Exact reproduction required: the lines below from the line with "let mut a = PathRegistry::new();" to the line with "let reg = PathRegistry::new();", both ends included, and no others.

────────────────────

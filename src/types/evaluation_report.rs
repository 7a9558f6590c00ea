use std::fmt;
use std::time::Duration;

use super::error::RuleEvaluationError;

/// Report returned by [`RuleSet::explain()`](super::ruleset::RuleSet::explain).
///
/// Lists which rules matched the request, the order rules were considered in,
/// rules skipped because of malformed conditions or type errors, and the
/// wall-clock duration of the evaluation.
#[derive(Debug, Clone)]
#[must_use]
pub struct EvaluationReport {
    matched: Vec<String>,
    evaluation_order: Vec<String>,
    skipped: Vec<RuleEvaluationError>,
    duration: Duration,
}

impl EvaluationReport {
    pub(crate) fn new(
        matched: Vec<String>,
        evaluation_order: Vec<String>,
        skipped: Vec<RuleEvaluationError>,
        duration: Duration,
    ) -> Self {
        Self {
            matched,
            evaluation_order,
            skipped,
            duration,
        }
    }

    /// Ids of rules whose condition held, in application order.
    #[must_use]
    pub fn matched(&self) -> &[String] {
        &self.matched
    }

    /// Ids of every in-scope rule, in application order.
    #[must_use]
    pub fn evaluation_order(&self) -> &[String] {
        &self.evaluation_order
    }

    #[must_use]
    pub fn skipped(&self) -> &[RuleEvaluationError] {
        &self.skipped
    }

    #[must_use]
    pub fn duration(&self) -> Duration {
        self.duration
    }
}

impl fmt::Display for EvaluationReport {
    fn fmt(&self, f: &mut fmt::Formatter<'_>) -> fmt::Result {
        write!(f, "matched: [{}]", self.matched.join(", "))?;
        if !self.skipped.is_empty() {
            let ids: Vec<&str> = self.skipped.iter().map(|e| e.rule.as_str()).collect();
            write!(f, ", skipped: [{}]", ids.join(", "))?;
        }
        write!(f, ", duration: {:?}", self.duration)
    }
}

────────────────────

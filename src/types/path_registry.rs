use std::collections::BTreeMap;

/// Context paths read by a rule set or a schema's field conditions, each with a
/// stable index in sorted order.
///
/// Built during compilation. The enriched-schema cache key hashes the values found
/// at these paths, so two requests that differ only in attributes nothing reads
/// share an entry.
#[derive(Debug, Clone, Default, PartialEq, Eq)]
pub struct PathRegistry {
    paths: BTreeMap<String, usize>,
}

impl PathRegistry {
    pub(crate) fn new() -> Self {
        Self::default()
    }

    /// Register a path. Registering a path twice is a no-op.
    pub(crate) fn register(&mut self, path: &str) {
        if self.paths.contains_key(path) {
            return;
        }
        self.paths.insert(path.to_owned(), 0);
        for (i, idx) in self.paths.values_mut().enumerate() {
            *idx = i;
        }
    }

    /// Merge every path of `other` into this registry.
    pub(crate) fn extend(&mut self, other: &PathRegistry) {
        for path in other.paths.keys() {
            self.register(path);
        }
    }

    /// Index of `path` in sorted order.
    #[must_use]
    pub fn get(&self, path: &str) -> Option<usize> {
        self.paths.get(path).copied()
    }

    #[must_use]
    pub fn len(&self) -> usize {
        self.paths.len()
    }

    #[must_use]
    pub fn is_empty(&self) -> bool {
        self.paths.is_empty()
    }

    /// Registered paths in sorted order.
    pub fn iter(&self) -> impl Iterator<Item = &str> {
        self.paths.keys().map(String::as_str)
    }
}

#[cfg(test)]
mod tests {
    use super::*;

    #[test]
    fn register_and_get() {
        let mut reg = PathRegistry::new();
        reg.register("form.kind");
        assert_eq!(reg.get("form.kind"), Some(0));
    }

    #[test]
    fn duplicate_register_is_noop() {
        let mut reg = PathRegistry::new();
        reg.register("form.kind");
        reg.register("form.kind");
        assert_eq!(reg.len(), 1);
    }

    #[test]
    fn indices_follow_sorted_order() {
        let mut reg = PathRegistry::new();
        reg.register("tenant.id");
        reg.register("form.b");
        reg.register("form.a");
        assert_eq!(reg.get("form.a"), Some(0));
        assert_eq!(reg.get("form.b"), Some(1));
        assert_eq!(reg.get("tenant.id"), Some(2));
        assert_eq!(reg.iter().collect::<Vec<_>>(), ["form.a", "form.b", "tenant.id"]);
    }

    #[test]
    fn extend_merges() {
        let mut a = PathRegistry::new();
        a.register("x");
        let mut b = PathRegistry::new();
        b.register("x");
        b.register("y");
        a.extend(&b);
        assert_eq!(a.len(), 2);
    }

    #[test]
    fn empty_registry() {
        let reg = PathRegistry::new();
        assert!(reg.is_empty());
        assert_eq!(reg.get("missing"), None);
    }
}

────────────────────

▶ **EXERCISE OUTPUT**
        let mut a = PathRegistry::new();
        a.register("x");
        let mut b = PathRegistry::new();
        b.register("x");
        b.register("y");
        a.extend(&b);
        assert_eq!(a.len(), 2);
    }

    #[test]
    fn empty_registry() {
        let reg = PathRegistry::new();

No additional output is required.